Return exactly the final stretch of the records below, opening with the line that contains "pub trait HostFunction: Send" and closing with the last line.

- [MATERIAL FOR THIS TASK]:
= = = = =

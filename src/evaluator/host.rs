//! The seam between executed scripts and host-provided capabilities.

use std::future::Future;
use std::sync::Arc;

use async_trait::async_trait;

use super::value::Value;

/// Failure reported by a host function.
#[derive(Debug, Clone)]
pub enum HostError {
    /// Surfaces inside the script as a thrown value.
    Thrown(Value),
    /// The call belongs to an abandoned attempt; the script is unwound
    /// without running any further user code.
    Refused,
}

impl HostError {
    /// Convenience for throwing a plain `Error` with `message`.
    pub fn message(message: impl Into<String>) -> Self {
        HostError::Thrown(Value::error(super::value::ErrorKind::Error, message))
    }

    pub fn type_error(message: impl Into<String>) -> Self {
        HostError::Thrown(Value::error(super::value::ErrorKind::TypeError, message))
    }
}

pub type HostResult = Result<Value, HostError>;

/// A function the host exposes to executed code.
///
/// Implementations receive positional arguments already evaluated by the
/// interpreter. The returned future is awaited by the caller, so anything
/// that suspends here is a suspension point for the script.
#[async_trait]
pub trait HostFunction: Send + Sync {
    /// Name used in diagnostics and `String(fn)`.
    fn name(&self) -> &str;

    async fn call(&self, args: Vec<Value>) -> HostResult;
}

struct AsyncFnHost<F> {
    name: String,
    f: F,
}

#[async_trait]
impl<F, Fut> HostFunction for AsyncFnHost<F>
where
    F: Fn(Vec<Value>) -> Fut + Send + Sync + 'static,
    Fut: Future<Output = HostResult> + Send + 'static,
{
    fn name(&self) -> &str {
        &self.name
    }

    async fn call(&self, args: Vec<Value>) -> HostResult {
        (self.f)(args).await
    }
}

struct SyncFnHost<F> {
    name: String,
    f: F,
}

#[async_trait]
impl<F> HostFunction for SyncFnHost<F>
where
    F: Fn(Vec<Value>) -> HostResult + Send + Sync + 'static,
{
    fn name(&self) -> &str {
        &self.name
    }

    async fn call(&self, args: Vec<Value>) -> HostResult {
        (self.f)(args)
    }
}

/// Wrap an async closure as a [`HostFunction`].
pub fn host_fn<F, Fut>(name: impl Into<String>, f: F) -> Arc<dyn HostFunction>
where
    F: Fn(Vec<Value>) -> Fut + Send + Sync + 'static,
    Fut: Future<Output = HostResult> + Send + 'static,
{
    Arc::new(AsyncFnHost {
        name: name.into(),
        f,
    })
}

/// Wrap a synchronous closure as a [`HostFunction`].
pub fn sync_fn<F>(name: impl Into<String>, f: F) -> Arc<dyn HostFunction>
where
    F: Fn(Vec<Value>) -> HostResult + Send + Sync + 'static,
{
    Arc::new(SyncFnHost {
        name: name.into(),
        f,
    })
}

= = = = =

- [RESULT OF THIS TASK]:
pub trait HostFunction: Send + Sync {
    /// Name used in diagnostics and `String(fn)`.
    fn name(&self) -> &str;

    async fn call(&self, args: Vec<Value>) -> HostResult;
}

struct AsyncFnHost<F> {
    name: String,
    f: F,
}

#[async_trait]
impl<F, Fut> HostFunction for AsyncFnHost<F>
where
    F: Fn(Vec<Value>) -> Fut + Send + Sync + 'static,
    Fut: Future<Output = HostResult> + Send + 'static,
{
    fn name(&self) -> &str {
        &self.name
    }

    async fn call(&self, args: Vec<Value>) -> HostResult {
        (self.f)(args).await
    }
}

struct SyncFnHost<F> {
    name: String,
    f: F,
}

#[async_trait]
impl<F> HostFunction for SyncFnHost<F>
where
    F: Fn(Vec<Value>) -> HostResult + Send + Sync + 'static,
{
    fn name(&self) -> &str {
        &self.name
    }

    async fn call(&self, args: Vec<Value>) -> HostResult {
        (self.f)(args)
    }
}

/// Wrap an async closure as a [`HostFunction`].
pub fn host_fn<F, Fut>(name: impl Into<String>, f: F) -> Arc<dyn HostFunction>
where
    F: Fn(Vec<Value>) -> Fut + Send + Sync + 'static,
    Fut: Future<Output = HostResult> + Send + 'static,
{
    Arc::new(AsyncFnHost {
        name: name.into(),
        f,
    })
}

/// Wrap a synchronous closure as a [`HostFunction`].
pub fn sync_fn<F>(name: impl Into<String>, f: F) -> Arc<dyn HostFunction>
where
    F: Fn(Vec<Value>) -> HostResult + Send + Sync + 'static,
{
    Arc::new(SyncFnHost {
        name: name.into(),
        f,
    })
}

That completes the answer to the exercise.